The fundamental cause of the global economic crisis was liquidity in the global financial system -- the credit creation which arose from deliberate actions of the US Federal Reserve and other central banks, including our own, in keeping interest rates low. We now know with the benefit of hindsight that they were kept artificially low. So there was all this money sloshing around in the global financial system and it had to go somewhere. Where it went was primarily into the US residential lending market.
….
You can't necessarily blame the Federal Reserve and other central bankers for the misjudgements which resulted in the excess money in the system. The problem is the system which permits men to play God with the money supply. They think they know what's best but they don't. A central banker can get something right only by sheer coincidence. Even if he doesn't make a misjudgement of events current at the time, he cannot be responsive to future changes in the financial environment in such a way as to avoid perverse outcomes, because first of all he has to recognise that the environment is changing and secondly he has to use imprecise instruments to try to deal with the change.
….
An aspect of that description [by Alan Bollard, then Governor of the RBNZ] with which I would cavil is the failure to mention that it was the Federal Reserve's decision to push interest rates up which placed pressure on borrowers' ability to service their borrowings and started the downward spiral which began to occur around mid-2007. Playing God with the money supply did not just create the expansionary conditions which led to the bubble in the housing market, but also it started the downward spiral.
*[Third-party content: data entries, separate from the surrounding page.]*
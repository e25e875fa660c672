//! Formatting utilities for terminal output

use crate::core::{Game, Letter, LetterStatus, Outcome};
use crate::source::WordSource;
use colored::{ColoredString, Colorize};

/// Render a letter as a colored tile
#[must_use]
pub fn tile(letter: Letter) -> ColoredString {
    let text = format!(" {} ", letter.letter());
    match letter.status() {
        LetterStatus::Correct => text.black().on_green().bold(),
        LetterStatus::Present => text.black().on_yellow().bold(),
        LetterStatus::Absent => text.white().on_bright_black(),
    }
}

/// Placeholder tiles for an unused slot
#[must_use]
pub fn empty_row(width: usize) -> String {
    " _ ".repeat(width)
}

/// Spoiler-free summary of a game, one emoji row per guess
///
/// The header shows the guess count on a win and `X` otherwise.
#[must_use]
pub fn share_text<S: WordSource>(game: &Game<S>) -> String {
    let score = match game.outcome() {
        Outcome::Won { guesses } => guesses.to_string(),
        Outcome::Lost | Outcome::InProgress => "X".to_string(),
    };

    let mut text = format!("Wordle {score}/{}", game.max_guesses());
    for guess in game.completed_guesses() {
        text.push('\n');
        text.push_str(&guess.to_emoji());
    }
    text
}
Why is it important to understand these facts, the fact that the underlying cause of the problem was the money supply and the fact that the excess liquidity and credit found its way into the creation of the toxic assets largely because of US government policies? Because if you don't understand and acknowledge causes of a problem, how on earth are you going to be likely to devise appropriate solutions.



Andrew Canobi’s article identifies similar features of the current situation .

I think the cause is systemic, the “playing God with the money supply” nature of the system, and that booming and busting will persist until the system changes.